Sovereignty is replete with paradoxes: it is not absolute, for we live in a constitutional monarchy (sovereignty shared) under God (sovereignty supreme) and elect our representatives for a period of five years (sovereignty delegated), during which time they are omnipotent (see ‘under God’). Theology aside (and pace AV Dicey), Parliament isn’t entirely sovereign in its omnipotence either, for it is bound by certain Acts of Union 1706-7 (that is, the written constitution of a shared political framework) which restrict UK politicians in what they may do in Scotland with regard to (for example) its church and system of law. The UK Parliament cannot ride roughshod over certain Scottish institutions without abrogating the Acts of Union: the supreme sovereignty of the Westminster Parliament is, indeed, a myth, unless ‘unalterable’ no longer means ‘unalterable’.

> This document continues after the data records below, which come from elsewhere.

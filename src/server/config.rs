//! Listener configuration.
//!
//! # Example
//!
//! ```no_run
//! use websocket_server::ServerConfig;
//!
//! # fn example() -> websocket_server::Result<()> {
//! let config = ServerConfig::builder()
//!     .listen_port(9000)
//!     .max_allowed_packet_size("64k")
//!     .enable(true)
//!     .build()?;
//! # Ok(())
//! # }
//! ```
//!
//! # Defaults
//!
//! | Key | Default |
//! |-----|---------|
//! | `listen` | `0.0.0.0` |
//! | `listen_port` | `8047` |
//! | `max_allowed_packet` | `16384` (accepts `"16k"`, `"1M"`) |
//! | `enable` | `false` |

// ============================================================================
// Imports
// ============================================================================

use std::net::{IpAddr, Ipv4Addr, SocketAddr};

use serde::{Deserialize, Deserializer};

use crate::error::{Error, Result};

// ============================================================================
// Constants
// ============================================================================

/// Default bind address (all interfaces).
pub const DEFAULT_LISTEN: IpAddr = IpAddr::V4(Ipv4Addr::UNSPECIFIED);

/// Default TCP port.
pub const DEFAULT_PORT: u16 = 8047;

/// Default frame payload limit in bytes.
pub const DEFAULT_MAX_PACKET: usize = 16 * 1024;

// ============================================================================
// ServerConfig
// ============================================================================

/// Listener settings.
#[derive(Debug, Clone, PartialEq, Eq, Deserialize)]
#[serde(default)]
pub struct ServerConfig {
    /// Address to bind.
    pub listen: IpAddr,

    /// Port to bind. `0` picks a free port.
    pub listen_port: u16,

    /// Largest accepted frame payload, in bytes.
    #[serde(deserialize_with = "deserialize_size")]
    pub max_allowed_packet: usize,

    /// The listener refuses to start unless this is set.
    pub enable: bool,
}

impl Default for ServerConfig {
    fn default() -> Self {
        Self {
            listen: DEFAULT_LISTEN,
            listen_port: DEFAULT_PORT,
            max_allowed_packet: DEFAULT_MAX_PACKET,
            enable: false,
        }
    }
}

impl ServerConfig {
    /// Creates a builder starting from the defaults.
    #[inline]
    #[must_use]
    pub fn builder() -> ServerConfigBuilder {
        ServerConfigBuilder::new()
    }

    /// Socket address to bind.
    #[inline]
    #[must_use]
    pub fn socket_addr(&self) -> SocketAddr {
        SocketAddr::new(self.listen, self.listen_port)
    }

    /// Checks values that deserialization alone cannot.
    ///
    /// # Errors
    ///
    /// Returns [`Error::Config`] if `max_allowed_packet` is zero.
    pub fn validate(&self) -> Result<()> {
        if self.max_allowed_packet == 0 {
            return Err(Error::config("max_allowed_packet must be greater than zero"));
        }
        Ok(())
    }
}

// ============================================================================
// ServerConfigBuilder
// ============================================================================

#[derive(Debug, Clone, PartialEq, Eq)]
enum PacketLimit {
    Bytes(usize),
    Size(String),
}

/// Builder for [`ServerConfig`].
#[derive(Debug, Clone, Default)]
pub struct ServerConfigBuilder {
    listen: Option<IpAddr>,
    listen_port: Option<u16>,
    max_allowed_packet: Option<PacketLimit>,
    enable: bool,
}

impl ServerConfigBuilder {
    /// Creates a builder with every value at its default.
    #[inline]
    #[must_use]
    pub fn new() -> Self {
        Self::default()
    }

    /// Sets the bind address.
    #[inline]
    #[must_use]
    pub fn listen(mut self, ip: IpAddr) -> Self {
        self.listen = Some(ip);
        self
    }

    /// Sets the bind port.
    #[inline]
    #[must_use]
    pub fn listen_port(mut self, port: u16) -> Self {
        self.listen_port = Some(port);
        self
    }

    /// Sets the packet limit in bytes.
    #[inline]
    #[must_use]
    pub fn max_allowed_packet(mut self, bytes: usize) -> Self {
        self.max_allowed_packet = Some(PacketLimit::Bytes(bytes));
        self
    }

    /// Sets the packet limit from a size string such as `"16k"` or `"1M"`.
    ///
    /// The string is parsed by [`ServerConfigBuilder::build`].
    #[inline]
    #[must_use]
    pub fn max_allowed_packet_size(mut self, size: impl Into<String>) -> Self {
        self.max_allowed_packet = Some(PacketLimit::Size(size.into()));
        self
    }

    /// Enables the listener.
    #[inline]
    #[must_use]
    pub fn enable(mut self, enable: bool) -> Self {
        self.enable = enable;
        self
    }

    /// Builds the configuration with validation.
    ///
    /// # Errors
    ///
    /// - [`Error::Config`] if the size string cannot be parsed
    /// - [`Error::Config`] if the packet limit is zero
    pub fn build(self) -> Result<ServerConfig> {
        let max_allowed_packet = match self.max_allowed_packet {
            None => DEFAULT_MAX_PACKET,
            Some(PacketLimit::Bytes(bytes)) => bytes,
            Some(PacketLimit::Size(size)) => parse_size(&size)?,
        };

        let config = ServerConfig {
            listen: self.listen.unwrap_or(DEFAULT_LISTEN),
            listen_port: self.listen_port.unwrap_or(DEFAULT_PORT),
            max_allowed_packet,
            enable: self.enable,
        };

        config.validate()?;
        Ok(config)
    }
}

// ============================================================================
// Size Strings
// ============================================================================

/// Parses a byte count with an optional binary suffix.
///
/// `k`, `m` and `g` (either case) multiply by 1024, 1024² and 1024³.
///
/// # Errors
///
/// Returns [`Error::Config`] for an empty string, a non-numeric value, an
/// unknown suffix, or a value that overflows `usize`.
pub fn parse_size(raw: &str) -> Result<usize> {
    let trimmed = raw.trim();

    let (digits, multiplier) = match trimmed.char_indices().last() {
        Some((i, c)) if c.is_ascii_alphabetic() => {
            let multiplier: usize = match c.to_ascii_lowercase() {
                'k' => 1 << 10,
                'm' => 1 << 20,
                'g' => 1 << 30,
                _ => return Err(Error::config(format!("unknown size suffix in {raw:?}"))),
            };
            (&trimmed[..i], multiplier)
        }
        Some(_) => (trimmed, 1),
        None => return Err(Error::config("empty size string")),
    };

    let value: usize = digits
        .trim()
        .parse()
        .map_err(|e| Error::config(format!("invalid size {raw:?}: {e}")))?;

    value
        .checked_mul(multiplier)
        .ok_or_else(|| Error::config(format!("size {raw:?} is too large")))
}

fn deserialize_size<'de, D>(deserializer: D) -> std::result::Result<usize, D::Error>
where
    D: Deserializer<'de>,
{
    #[derive(Deserialize)]
    #[serde(untagged)]
    enum Size {
        Bytes(usize),
        Text(String),
    }

    match Size::deserialize(deserializer)? {
        Size::Bytes(bytes) => Ok(bytes),
        Size::Text(text) => parse_size(&text).map_err(serde::de::Error::custom),
    }
}

// ============================================================================
// Tests
// ============================================================================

The world is changing, and quoting Dicey doesn’t quite cut it. Each incremental piece of legislation or regulation from Brussels does not remotely challenge the sovereignty of the UK parliament because i) that parliament is not sovereign; and ii) those who constitute that parliament have consented to every piece of EU legislation and regulation. What is challenged in some shape or form is the sovereignty of the people. When we cannot vote to change agriculture policy, fishing policy, financial regulation, remove VAT, change welfare (etc., etc.), it doesn’t quite cut it to shout ‘Club rules’. When a British citizen can be arrested here and extradited to languish in a Greek prison for months – no Habeas Corpus; no trial by jury; not even a hearing conducted in his own language – it is the ancient rights and liberties of the freeborn Englishman that are denied. What does that have to do with an economic community?
I have listened to and considered carefully what every Remain Christian has told me over the past few months: principally that we must remain to reform the EU; we must somehow make it better, more responsive and more democratic. But I have not heard any Remain Christian set out how we may achieve that.

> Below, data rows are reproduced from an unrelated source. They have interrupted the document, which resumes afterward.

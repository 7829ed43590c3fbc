//! Application-side capability set attached to a session.
//!
//! An [`Upstream`] receives decoded frames for one connection. Upstreams are
//! produced per connection by an [`UpstreamFactory`] registered under a route
//! name; the first path segment of the upgrade request selects the route.

// ============================================================================
// Imports
// ============================================================================

use std::sync::Arc;

use crate::protocol::Frame;

use super::Connection;

// ============================================================================
// Types
// ============================================================================

/// Builds the upstream for a freshly negotiated connection.
///
/// Returning `None` rejects the connection: no handshake reply is sent and
/// the socket is closed.
pub type UpstreamFactory = Arc<dyn Fn(&Connection) -> Option<Box<dyn Upstream>> + Send + Sync>;

/// Continuation run once the bytes of a queued frame have been flushed.
pub type WriteCallback = Box<dyn FnOnce(&mut Connection) + Send>;

// ============================================================================
// Upstream
// ============================================================================

/// Message handler for one WebSocket connection.
///
/// All methods run on the connection's task, one at a time.
pub trait Upstream: Send {
    /// Called for every decoded frame, in arrival order.
    ///
    /// Replies can be queued with [`Connection::send`]. The return value
    /// reports whether the frame was handled; it is only logged.
    fn on_frame(&mut self, conn: &mut Connection, frame: Frame) -> bool;

    /// Last chance to refuse a wire-valid handshake.
    ///
    /// Runs before the handshake reply is written, so the connection is not
    /// open yet and sends are rejected.
    fn on_handshake(&mut self, conn: &Connection) -> bool {
        let _ = conn;
        true
    }

    /// Called after queued write callbacks have run on write readiness.
    fn on_write(&mut self, conn: &mut Connection) {
        let _ = conn;
    }

    /// Asked during server shutdown. `false` defers the shutdown; the host
    /// asks again later.
    fn graceful_shutdown(&mut self) -> bool {
        true
    }

    /// The connection is gone. Called at most once.
    fn on_finish(&mut self) {}
}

My hopes for post-Referendum Christian reconciliation are not as remote as those of Fr Marcus Walker are for Tory unity. He is (justifiably) exasperated by Conservatives who impugn the integrity and motives of other Conservatives.
I have been exasperated by bishops and other clergy who have suggested that my personal motives and political objectives are xenophobic, racist, self-regarding and, in the final analysis, un-Christian. Such judgments wound, but they are not so deep – as they may be in the Conservative Party – that it becomes impossible to conceive of unity being restored. ‘So we, being many, are one body in Christ, and every one members one of another…’ But there are undoubtedly some churches I wouldn’t want to visit again, and doubtless others which would never want to see me again. My, how these Christians love one another…
But love we must, and be reconciled before the sovereignty of the Cross, where partisan posturing pales into utter inconsequence.